• TASK TO CARRY OUT:
Go to the line in the entries below that holds "let last = active_width as usize - 1;" and repeat exactly from there through the line that holds "for _ in 0..n", inclusive.

• SOURCE DATA:
//! Resolved run settings
//!
//! Command line flags and `EZPKGM_*` environment variables are merged by clap;
//! this module validates the result once so the rest of the program works
//! with typed values.

use std::path::PathBuf;

use crate::cli::Cli;
use crate::error::{Result, config_invalid};
use crate::fetcher::UrlTemplate;

/// Local registry file, relative to the working directory
pub const DEFAULT_REGISTRY_PATH: &str = "config.json";

/// Canonical remote registry
pub const DEFAULT_REMOTE_REGISTRY_URL: &str =
    "https://raw.githubusercontent.com/ezpkgm/ezpkgm/main/config.json";

/// Identifies the tool on every HTTP request
pub const USER_AGENT: &str = "ezpkgm-package-manager/1.0";

#[derive(Debug, Clone)]
pub struct Settings {
    pub registry_path: PathBuf,
    pub remote_url: String,
    pub url_template: UrlTemplate,
    pub download_dir: PathBuf,
    pub max_redirects: usize,
    /// Reconcile with the remote registry before installing
    pub sync: bool,
    /// Answer the overwrite question with yes
    pub assume_yes: bool,
    pub user_agent: String,
}

impl Settings {
    pub fn from_cli(cli: &Cli) -> Result<Self> {
        let remote_url = validate_remote_url(&cli.remote_url)?;
        let url_template = UrlTemplate::parse(&cli.url_template)?;

        Ok(Self {
            registry_path: cli.config.clone(),
            remote_url,
            url_template,
            download_dir: cli.download_dir.clone(),
            max_redirects: cli.max_redirects,
            sync: !cli.no_sync,
            assume_yes: cli.yes,
            user_agent: USER_AGENT.to_string(),
        })
    }
}

impl Default for Settings {
    fn default() -> Self {
        Self {
            registry_path: PathBuf::from(DEFAULT_REGISTRY_PATH),
            remote_url: DEFAULT_REMOTE_REGISTRY_URL.to_string(),
            url_template: UrlTemplate::default(),
            download_dir: PathBuf::from("."),
            max_redirects: crate::fetcher::DEFAULT_MAX_REDIRECTS,
            sync: true,
            assume_yes: false,
            user_agent: USER_AGENT.to_string(),
        }
    }
}

fn validate_remote_url(url: &str) -> Result<String> {
    match reqwest::Url::parse(url) {
        Ok(parsed) if matches!(parsed.scheme(), "http" | "https") => Ok(url.to_string()),
        Ok(parsed) => Err(config_invalid(format!(
            "remote registry URL '{url}' uses unsupported scheme '{}'",
            parsed.scheme()
        ))),
        Err(e) => Err(config_invalid(format!(
            "remote registry URL '{url}' is not a valid URL: {e}"
        ))),
    }
}
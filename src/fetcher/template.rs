//! Archive location templates
//!
//! A template is a URL with `{project}`, `{repo}` and `{version}`
//! placeholders, e.g. `https://github.com/ezpkgm/{repo}/archive/refs/tags/{version}.zip`.

use std::fmt;
use std::str::FromStr;

use crate::error::{EzpkgmError, Result, config_invalid};
use crate::registry::ProjectRecord;

/// Default archive location
pub const DEFAULT_URL_TEMPLATE: &str =
    "https://github.com/ezpkgm/{repo}/archive/refs/tags/{version}.zip";

#[derive(Debug, Clone, PartialEq, Eq)]
enum Segment {
    Literal(String),
    Project,
    Repo,
    Version,
}

/// Parsed archive URL template
#[derive(Debug, Clone, PartialEq, Eq)]
pub struct UrlTemplate {
    source: String,
    segments: Vec<Segment>,
}

impl UrlTemplate {
    /// Parse a template, rejecting unknown or unterminated placeholders
    pub fn parse(template: &str) -> Result<Self> {
        let mut segments = Vec::new();
        let mut rest = template;

        while let Some(open) = rest.find('{') {
            if open > 0 {
                segments.push(Segment::Literal(rest[..open].to_string()));
            }
            let after = &rest[open + 1..];
            let close = after.find('}').ok_or_else(|| {
                config_invalid(format!("unterminated placeholder in URL template '{template}'"))
            })?;
            segments.push(match &after[..close] {
                "project" => Segment::Project,
                "repo" => Segment::Repo,
                "version" => Segment::Version,
                other => {
                    return Err(config_invalid(format!(
                        "unknown placeholder '{{{other}}}' in URL template '{template}' \
                         (expected {{project}}, {{repo}} or {{version}})"
                    )));
                }
            });
            rest = &after[close + 1..];
        }
        if !rest.is_empty() {
            segments.push(Segment::Literal(rest.to_string()));
        }

        let parsed = Self {
            source: template.to_string(),
            segments,
        };
        parsed.validate_scheme()?;
        Ok(parsed)
    }

    /// Fill in the placeholders for one project
    pub fn render(&self, project: &str, record: &ProjectRecord) -> String {
        self.segments
            .iter()
            .map(|segment| match segment {
                Segment::Literal(text) => text.as_str(),
                Segment::Project => project,
                Segment::Repo => record.repo.as_str(),
                Segment::Version => record.version.as_str(),
            })
            .collect()
    }

    pub fn as_str(&self) -> &str {
        &self.source
    }

    fn validate_scheme(&self) -> Result<()> {
        let sample = self.render("project", &ProjectRecord::new("repo", "v0", ""));
        match reqwest::Url::parse(&sample) {
            Ok(url) if matches!(url.scheme(), "http" | "https") => Ok(()),
            Ok(url) => Err(config_invalid(format!(
                "URL template '{}' uses unsupported scheme '{}'",
                self.source,
                url.scheme()
            ))),
            Err(e) => Err(config_invalid(format!(
                "URL template '{}' is not a valid URL: {e}",
                self.source
            ))),
        }
    }
}

impl Default for UrlTemplate {
    fn default() -> Self {
        Self {
            source: DEFAULT_URL_TEMPLATE.to_string(),
            segments: vec![
                Segment::Literal("https://github.com/ezpkgm/".to_string()),
                Segment::Repo,
                Segment::Literal("/archive/refs/tags/".to_string()),
                Segment::Version,
                Segment::Literal(".zip".to_string()),
            ],
        }
    }
}

impl FromStr for UrlTemplate {
    type Err = EzpkgmError;

    fn from_str(s: &str) -> Result<Self> {
        Self::parse(s)
    }
}

impl fmt::Display for UrlTemplate {
    fn fmt(&self, f: &mut fmt::Formatter<'_>) -> fmt::Result {
        f.write_str(self.as_str())
    }
}
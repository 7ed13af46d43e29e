//! Registry persistence
//!
//! Loading never fails the caller: a missing or broken document is reported
//! and replaced by the empty registry, so every later lookup reports
//! "not found" instead of aborting the run.

use std::fs;
use std::io::Write;
use std::path::{Path, PathBuf};

use tempfile::NamedTempFile;

use super::Registry;
use crate::error::{Result, config_load_failed, config_write_failed};
use crate::ui;

/// Key-value persistence for the local registry
pub trait RegistryStore {
    /// Location of the backing document
    fn path(&self) -> &Path;

    /// Load the registry, falling back to an empty one on any failure
    fn load(&self) -> Registry;

    /// Replace the stored registry
    fn save(&self, registry: &Registry) -> Result<()>;
}

/// Registry stored as a JSON file on disk
#[derive(Debug, Clone)]
pub struct JsonFileStore {
    path: PathBuf,
}

impl JsonFileStore {
    pub fn new(path: impl Into<PathBuf>) -> Self {
        Self { path: path.into() }
    }

    /// Load the registry, propagating read and parse failures
    pub fn try_load(&self) -> Result<Registry> {
        let shown = self.path.display().to_string();
        let content = fs::read_to_string(&self.path)
            .map_err(|e| config_load_failed(&shown, e.to_string()))?;
        Registry::from_json(&content).map_err(|e| config_load_failed(&shown, e.to_string()))
    }

    fn parent_dir(&self) -> &Path {
        match self.path.parent() {
            Some(parent) if !parent.as_os_str().is_empty() => parent,
            _ => Path::new("."),
        }
    }
}

impl RegistryStore for JsonFileStore {
    fn path(&self) -> &Path {
        &self.path
    }

    fn load(&self) -> Registry {
        match self.try_load() {
            Ok(registry) => {
                tracing::debug!(
                    path = %self.path.display(),
                    projects = registry.len(),
                    "loaded registry"
                );
                registry
            }
            Err(e) => {
                ui::error(&e);
                ui::warn("Using an empty registry");
                Registry::new()
            }
        }
    }

    /// Write through a sibling temporary file and rename it over the target,
    /// so a failed write leaves the previous document intact.
    fn save(&self, registry: &Registry) -> Result<()> {
        let shown = self.path.display().to_string();
        let json = registry
            .to_json()
            .map_err(|e| config_write_failed(&shown, e.to_string()))?;

        let parent = self.parent_dir();
        fs::create_dir_all(parent).map_err(|e| config_write_failed(&shown, e.to_string()))?;

        let mut temp = NamedTempFile::new_in(parent)
            .map_err(|e| config_write_failed(&shown, e.to_string()))?;
        temp.write_all(json.as_bytes())
            .map_err(|e| config_write_failed(&shown, e.to_string()))?;
        temp.persist(&self.path)
            .map_err(|e| config_write_failed(&shown, e.error.to_string()))?;

        tracing::debug!(path = %shown, projects = registry.len(), "saved registry");
        Ok(())
    }
}
//! Error types and handling for ezpkgm
//!
//! Uses `thiserror` for error definitions and `miette` for pretty diagnostics.
//!
//! Constructors are grouped by the phase that raises them:
//! - [`registry`]: loading, saving and syncing the project registry
//! - [`fetch`]: resolving and downloading archives
//! - [`fs`]: extraction and file system access

pub mod fetch;
pub mod fs;
pub mod registry;

pub use fetch::{
    http_status, missing_redirect_location, network as network_error, too_many_redirects,
};
pub use fs::{extraction_failed, filesystem_error};
pub use registry::{
    config_invalid, config_load_failed, config_write_failed, project_not_found, prompt_failed,
    remote_fetch_failed,
};

use miette::Diagnostic;
use thiserror::Error;

/// Main error type for ezpkgm operations
#[derive(Error, Diagnostic, Debug)]
pub enum EzpkgmError {
    // Registry errors
    #[error("Failed to load registry from '{path}': {reason}")]
    #[diagnostic(
        code(ezpkgm::registry::load_failed),
        help("The installer continues with an empty registry")
    )]
    ConfigLoad { path: String, reason: String },

    #[error("Failed to write registry to '{path}': {reason}")]
    #[diagnostic(code(ezpkgm::registry::write_failed))]
    ConfigWrite { path: String, reason: String },

    #[error("Invalid configuration: {message}")]
    #[diagnostic(code(ezpkgm::config::invalid))]
    ConfigInvalid { message: String },

    #[error("Failed to fetch remote registry from {url}: {reason}")]
    #[diagnostic(
        code(ezpkgm::registry::remote_fetch_failed),
        help("The local registry is used unchanged")
    )]
    RemoteFetch { url: String, reason: String },

    #[error("Project '{name}' not found in registry")]
    #[diagnostic(
        code(ezpkgm::registry::project_not_found),
        help("Check the project name, or sync the registry with the remote copy")
    )]
    ProjectNotFound { name: String },

    // Fetch errors
    #[error("Network error while requesting {url}: {reason}")]
    #[diagnostic(code(ezpkgm::fetch::network))]
    Network { url: String, reason: String },

    #[error("Failed to download {url}: HTTP status {status}")]
    #[diagnostic(code(ezpkgm::fetch::http_status))]
    HttpStatus { url: String, status: u16 },

    #[error("Too many redirects while downloading {url} (limit is {max})")]
    #[diagnostic(
        code(ezpkgm::fetch::too_many_redirects),
        help("Raise --max-redirects if the chain is legitimate")
    )]
    TooManyRedirects { url: String, max: usize },

    #[error("Redirect from {url} (HTTP {status}) has no usable Location header")]
    #[diagnostic(code(ezpkgm::fetch::missing_location))]
    MissingRedirectLocation { url: String, status: u16 },

    // Install errors
    #[error("Failed to extract archive '{path}': {reason}")]
    #[diagnostic(
        code(ezpkgm::install::extraction_failed),
        help("The archive was left in place for inspection")
    )]
    Extraction { path: String, reason: String },

    #[error("File system error at '{path}': {reason}")]
    #[diagnostic(code(ezpkgm::fs::error))]
    Filesystem { path: String, reason: String },

    #[error("Failed to read confirmation: {reason}")]
    #[diagnostic(code(ezpkgm::prompt::failed))]
    Prompt { reason: String },
}

impl From<inquire::InquireError> for EzpkgmError {
    fn from(err: inquire::InquireError) -> Self {
        EzpkgmError::Prompt {
            reason: err.to_string(),
        }
    }
}

/// Result type alias using miette for error handling
pub type Result<T> = miette::Result<T, EzpkgmError>;
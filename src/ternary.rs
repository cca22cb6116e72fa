/// A ternary expression macro.  Rust's `if` is already an expression,
/// but `cargo fmt` insists on spreading it over five lines, and the
/// border rules of the carving algorithm read much better as compact
/// one-line selections.
#[macro_export]
macro_rules! cq {
    ($condition: expr, $_true: expr, $_false: expr) => {
        if $condition {
            $_true
        } else {
            $_false
        }
    };
}
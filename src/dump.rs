//! Render an energy map as a grayscale image for eyeballing.
//!
//! Cumulative energies grow without bound as the rows accumulate, so
//! the map is rescaled against its own brightest cell before it is
//! squeezed into eight bits.  Handy for checking that the energy pass
//! is seeing the edges you think it should be seeing.

use image::GrayImage;
use num_traits::clamp;

use crate::cq;
use crate::energy::EnergyMap;

/// Scale `map` into an 8-bit grayscale image, the hottest cell white.
pub fn energy_to_image(map: &EnergyMap) -> GrayImage {
    let ceiling = u64::from(map.as_slice().iter().max().copied().unwrap_or(0));
    let samples: Vec<u8> = map
        .as_slice()
        .iter()
        .map(|&e| cq!(ceiling == 0, 0, clamp(u64::from(e) * 256 / ceiling, 0, 255) as u8))
        .collect();
    GrayImage::from_raw(map.width, map.height, samples).unwrap()
}
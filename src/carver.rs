// This Source Code Form is subject to the terms of the Mozilla Public
// License, v. 2.0. If a copy of the MPL was not distributed with this
// file, You can obtain one at http://mozilla.org/MPL/2.0/.

//! Remove seams from the pixel buffer.
//!
//! Carving never reallocates and never changes the grid's declared
//! width.  Each removed seam closes up one column inside the *active*
//! window and repaints the column that fell off its right edge black,
//! so the buffer stays printable at full width while the image
//! narrows inside it.

use crate::energy::calculate_energy;
use crate::pixel::{PixelGrid, Rgb};
use crate::seam::{min_energy_column, trace_seam};

/// Carve one traced seam out of `grid`, in place.
///
/// Row by row, every pixel right of the seam inside the active window
/// moves one column left (`active_width - seam[y] - 1` copies), and
/// column `active_width - 1` is repainted black.  Expects one seam
/// entry per row, each below `active_width`, and `active_width >= 1`.
pub fn carve_seam(grid: &mut PixelGrid, active_width: u32, seam: &[u32]) {
    let last = active_width as usize - 1;
    for y in 0..grid.height {
        let x = seam[y as usize] as usize;
        let row = grid.row_mut(y);
        row[x..=last].copy_within(1.., 0);
        row[last] = Rgb::BLACK;
    }
}

/// Repeated carving against one grid, with the bookkeeping the loop
/// needs: the active width starts at the buffer's declared width and
/// drops by one per carved seam, while the buffer never shrinks.
pub struct Carver<'a> {
    grid: &'a mut PixelGrid,
    active: u32,
}

impl<'a> Carver<'a> {
    pub fn new(grid: &'a mut PixelGrid) -> Carver<'a> {
        let active = grid.width;
        Carver { grid, active }
    }

    /// How many columns are still part of the image.
    pub fn active_width(&self) -> u32 {
        self.active
    }

    /// Carve up to `requested` seams and return how many actually came
    /// out.  Requests beyond the remaining active width are clamped,
    /// never an error: asking for too much just empties the image.
    ///
    /// Every iteration recomputes the energy map from scratch before
    /// locating and tracing the next seam.
    // TODO: recompute only the columns a carve disturbed instead of
    // the whole map; everything left of seam-minus-one is unchanged.
    pub fn carve(&mut self, requested: u32) -> u32 {
        let n = requested.min(self.active);
        for _ in 0..n {
            let energy = calculate_energy(self.grid, self.active);
            let start = min_energy_column(&energy, self.active);
            let seam = trace_seam(&energy, self.active, start);
            carve_seam(self.grid, self.active, &seam);
            self.active -= 1;
        }
        n
    }
}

• EXPECTED OUTPUT:
    let last = active_width as usize - 1;
    for y in 0..grid.height {
        let x = seam[y as usize] as usize;
        let row = grid.row_mut(y);
        row[x..=last].copy_within(1.., 0);
        row[last] = Rgb::BLACK;
    }
}

/// Repeated carving against one grid, with the bookkeeping the loop
/// needs: the active width starts at the buffer's declared width and
/// drops by one per carved seam, while the buffer never shrinks.
pub struct Carver<'a> {
    grid: &'a mut PixelGrid,
    active: u32,
}

impl<'a> Carver<'a> {
    pub fn new(grid: &'a mut PixelGrid) -> Carver<'a> {
        let active = grid.width;
        Carver { grid, active }
    }

    /// How many columns are still part of the image.
    pub fn active_width(&self) -> u32 {
        self.active
    }

    /// Carve up to `requested` seams and return how many actually came
    /// out.  Requests beyond the remaining active width are clamped,
    /// never an error: asking for too much just empties the image.
    ///
    /// Every iteration recomputes the energy map from scratch before
    /// locating and tracing the next seam.
    // TODO: recompute only the columns a carve disturbed instead of
    // the whole map; everything left of seam-minus-one is unchanged.
    pub fn carve(&mut self, requested: u32) -> u32 {
        let n = requested.min(self.active);
        for _ in 0..n {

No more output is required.